What the task requires
Reproduce, exactly and in full, only the lines below from the one containing "the x-request-id header" through the one containing "envelope stays uniform".

Dataset content
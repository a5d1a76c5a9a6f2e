//! HTTP server setup and configuration.
//!
//! # Responsibilities
//! - Create Axum Router with all handlers
//! - Wire up middleware (tracing, CORS, timeout, request ID)
//! - Bind server to listener
//! - Serve the embedded browser client
//! - Graceful shutdown on signal or programmatic trigger

use std::time::{Duration, Instant};

use axum::extract::{DefaultBodyLimit, Request};
use axum::middleware::Next;
use axum::response::Response;
use axum::routing::get;
use axum::Router;
use tokio::net::TcpListener;
use tokio::sync::broadcast;
use tower::ServiceBuilder;
use tower_http::cors::{Any, CorsLayer};
use tower_http::request_id::{MakeRequestUuid, PropagateRequestIdLayer, SetRequestIdLayer};
use tower_http::timeout::TimeoutLayer;
use tower_http::trace::TraceLayer;

use crate::config::AppConfig;
use crate::contacts::ContactService;
use crate::http::handlers;
use crate::observability::metrics;
use crate::ui;

/// Largest request body the server will buffer.
const MAX_BODY_BYTES: usize = 1024 * 1024;

/// Application state injected into handlers.
#[derive(Clone)]
pub struct AppState {
    pub contacts: ContactService,
}

/// HTTP server for the contact book.
pub struct HttpServer {
    router: Router,
    config: AppConfig,
}

impl HttpServer {
    /// Create a new HTTP server with the given configuration.
    pub fn new(config: AppConfig, contacts: ContactService) -> Self {
        let state = AppState { contacts };
        let router = Self::build_router(&config, state);
        Self { router, config }
    }

    /// Build the Axum router with all middleware layers.
    fn build_router(config: &AppConfig, state: AppState) -> Router {
        // The browser client may be served from another origin during
        // development, so the API answers any origin.
        let cors = CorsLayer::new()
            .allow_origin(Any)
            .allow_methods(Any)
            .allow_headers(Any);

        Router::new()
            .route(
                "/api/contacts",
                get(handlers::list_contacts).post(handlers::create_contact),
            )
            .route(
                "/api/contacts/{id}",
                get(handlers::get_contact)
                    .put(handlers::update_contact)
                    .delete(handlers::delete_contact),
            )
            .route("/health", get(handlers::health))
            .merge(ui::router())
            .fallback(handlers::route_not_found)
            .with_state(state)
            .layer(
                ServiceBuilder::new()
                    .layer(SetRequestIdLayer::x_request_id(MakeRequestUuid))
                    .layer(TraceLayer::new_for_http())
                    .layer(cors)
                    .layer(PropagateRequestIdLayer::x_request_id())
                    .layer(TimeoutLayer::new(Duration::from_secs(
                        config.server.request_timeout_secs,
                    )))
                    .layer(DefaultBodyLimit::max(MAX_BODY_BYTES))
                    .layer(axum::middleware::from_fn(track_requests)),
            )
    }

    /// Run the server, accepting connections on the given listener.
    pub async fn run(
        self,
        listener: TcpListener,
        shutdown: broadcast::Receiver<()>,
    ) -> Result<(), std::io::Error> {
        let addr = listener.local_addr()?;
        tracing::info!(
            address = %addr,
            "HTTP server starting"
        );

        axum::serve(listener, self.router)
            .with_graceful_shutdown(shutdown_signal(shutdown))
            .await?;

        tracing::info!("HTTP server stopped");
        Ok(())
    }

    /// Get a reference to the config.
    pub fn config(&self) -> &AppConfig {
        &self.config
    }
}

/// Record per-request metrics around the rest of the stack.
async fn track_requests(request: Request, next: Next) -> Response {
    let start = Instant::now();
    let method = request.method().to_string();
    let response = next.run(request).await;
    metrics::record_request(&method, response.status().as_u16(), start);
    response
}

/// Wait for Ctrl+C or a programmatic shutdown trigger.
async fn shutdown_signal(mut shutdown: broadcast::Receiver<()>) {
    tokio::select! {
        _ = tokio::signal::ctrl_c() => {
            tracing::info!("Shutdown signal received");
        }
        _ = shutdown.recv() => {
            tracing::info!("Shutdown triggered");
        }
    }
}
//! Contact Book Service Library

pub mod config;
pub mod contacts;
pub mod http;
pub mod observability;
pub mod ui;

pub use config::AppConfig;
pub use contacts::{Contact, ContactDraft, ContactService, ContactStore};
pub use http::HttpServer;
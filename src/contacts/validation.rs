//! Contact input validation.
//!
//! # Responsibilities
//! - Required-field checks (name, phone)
//! - Phone format check: 11-digit mobile number, leading 1, second digit 3-9
//!
//! # Design Decisions
//! - Validation is a pure function over an already-normalized draft
//! - Field errors carry the message shown to the client verbatim

use once_cell::sync::Lazy;
use regex::Regex;

use crate::contacts::model::ContactDraft;
use crate::contacts::ContactError;

static PHONE_PATTERN: Lazy<Regex> =
    Lazy::new(|| Regex::new(r"^1[3-9]\d{9}$").expect("phone pattern compiles"));

/// Check a normalized draft, signalling `ContactError::Validation` on the
/// first broken rule.
pub fn validate_draft(draft: &ContactDraft) -> Result<(), ContactError> {
    if draft.name.is_empty() || draft.phone.is_empty() {
        return Err(ContactError::Validation(
            "name and phone are required".to_string(),
        ));
    }
    if !PHONE_PATTERN.is_match(&draft.phone) {
        return Err(ContactError::Validation(
            "invalid phone number format".to_string(),
        ));
    }
    Ok(())
}
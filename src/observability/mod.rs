//! Observability subsystem.
//!
//! # Data Flow
//! ```text
//! All subsystems produce:
//!     → logging.rs (structured log events via tracing)
//!     → metrics.rs (request counters and latency histograms)
//!
//! Consumers:
//!     → Log aggregation (stdout)
//!     → Metrics endpoint (Prometheus scrape, when enabled)
//! ```
//!
//! # Design Decisions
//! - Request ID flows through all subsystems via the x-request-id header
//! - Metrics recording is a no-op until the exporter is installed

pub mod logging;
pub mod metrics;
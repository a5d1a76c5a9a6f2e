//! Request body parsing.
//!
//! # Responsibilities
//! - Accept contact fields as JSON or urlencoded form bodies
//! - Turn malformed bodies into the standard validation failure
//!
//! # Design Decisions
//! - Content type picks the parser; anything that is not a form is
//!   treated as JSON, matching what browser clients send
//! - Rejections reuse `ContactError` so the envelope stays uniform

use axum::extract::{Form, FromRequest, Request};
use axum::http::header::CONTENT_TYPE;
use axum::Json;

use crate::contacts::model::ContactDraft;
use crate::contacts::ContactError;

/// Contact fields extracted from a JSON or urlencoded request body.
pub struct ContactPayload(pub ContactDraft);

impl<S> FromRequest<S> for ContactPayload
where
    S: Send + Sync,
{
    type Rejection = ContactError;

    async fn from_request(req: Request, state: &S) -> Result<Self, Self::Rejection> {
        let is_form = req
            .headers()
            .get(CONTENT_TYPE)
            .and_then(|v| v.to_str().ok())
            .map(|ct| ct.starts_with("application/x-www-form-urlencoded"))
            .unwrap_or(false);

        let draft = if is_form {
            Form::<ContactDraft>::from_request(req, state)
                .await
                .map_err(|e| ContactError::Validation(format!("malformed form body: {}", e)))?
                .0
        } else {
            Json::<ContactDraft>::from_request(req, state)
                .await
                .map_err(|e| ContactError::Validation(format!("malformed JSON body: {}", e)))?
                .0
        };

        Ok(Self(draft))
    }
}
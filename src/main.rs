//! Contact Book Service
//!
//! A small contact-management service built with Tokio and Axum.
//!
//! # Architecture Overview
//!
//! ```text
//!                    ┌───────────────────────────────────────────────┐
//!                    │               CONTACT BOOK SERVICE             │
//!                    │                                                │
//!   Browser client   │  ┌─────────┐   ┌──────────┐   ┌────────────┐  │
//!   ─────────────────┼─▶│  http   │──▶│ contacts │──▶│  contacts  │  │
//!                    │  │ server  │   │ service  │   │   store    │  │
//!                    │  └─────────┘   └──────────┘   └─────┬──────┘  │
//!                    │       │                              │         │
//!                    │       ▼                              ▼         │
//!                    │  ┌─────────┐                   ┌──────────┐   │
//!   JSON envelopes   │  │   ui    │                   │  SQLite  │   │
//!   ◀────────────────┼──│ assets  │                   │  table   │   │
//!                    │  └─────────┘                   └──────────┘   │
//!                    │                                                │
//!                    │  ┌──────────────────────────────────────────┐ │
//!                    │  │          Cross-Cutting Concerns           │ │
//!                    │  │  ┌────────┐ ┌─────────────┐ ┌──────────┐ │ │
//!                    │  │  │ config │ │observability│ │ shutdown │ │ │
//!                    │  │  └────────┘ └─────────────┘ └──────────┘ │ │
//!                    │  └──────────────────────────────────────────┘ │
//!                    └───────────────────────────────────────────────┘
//! ```

use tokio::net::TcpListener;
use tokio::sync::broadcast;

use contact_book::config::loader;
use contact_book::contacts::{ContactService, ContactStore};
use contact_book::http::HttpServer;
use contact_book::observability::{logging, metrics};

#[tokio::main]
async fn main() -> Result<(), Box<dyn std::error::Error>> {
    // A .env file may carry PORT / DATABASE_URL during development.
    dotenvy::dotenv().ok();

    logging::init();
    tracing::info!("contact-book v{} starting", env!("CARGO_PKG_VERSION"));

    let config = loader::load()?;
    tracing::info!(
        bind_address = %config.server.bind_address,
        database_url = %config.database.url,
        request_timeout_secs = config.server.request_timeout_secs,
        "Configuration loaded"
    );

    if config.observability.metrics_enabled {
        match config.observability.metrics_address.parse() {
            Ok(addr) => metrics::init_metrics(addr),
            Err(_) => tracing::error!(
                metrics_address = %config.observability.metrics_address,
                "Failed to parse metrics address"
            ),
        }
    }

    let store = ContactStore::connect(&config.database).await?;
    tracing::info!("Contact store ready");

    let listener = TcpListener::bind(&config.server.bind_address).await?;
    tracing::info!(
        address = %listener.local_addr()?,
        "Listening for connections"
    );

    let (_shutdown_tx, shutdown_rx) = broadcast::channel(1);
    let server = HttpServer::new(config, ContactService::new(store));
    server.run(listener, shutdown_rx).await?;

    tracing::info!("Shutdown complete");
    Ok(())
}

Expected answer
//! - Request ID flows through all subsystems via the x-request-id header
//! - Metrics recording is a no-op until the exporter is installed

pub mod logging;
pub mod metrics;
repository a5d1a76c5a9a6f2e
//! Request body parsing.
//!
//! # Responsibilities
//! - Accept contact fields as JSON or urlencoded form bodies
//! - Turn malformed bodies into the standard validation failure
//!
//! # Design Decisions
//! - Content type picks the parser; anything that is not a form is
//!   treated as JSON, matching what browser clients send
//! - Rejections reuse `ContactError` so the envelope stays uniform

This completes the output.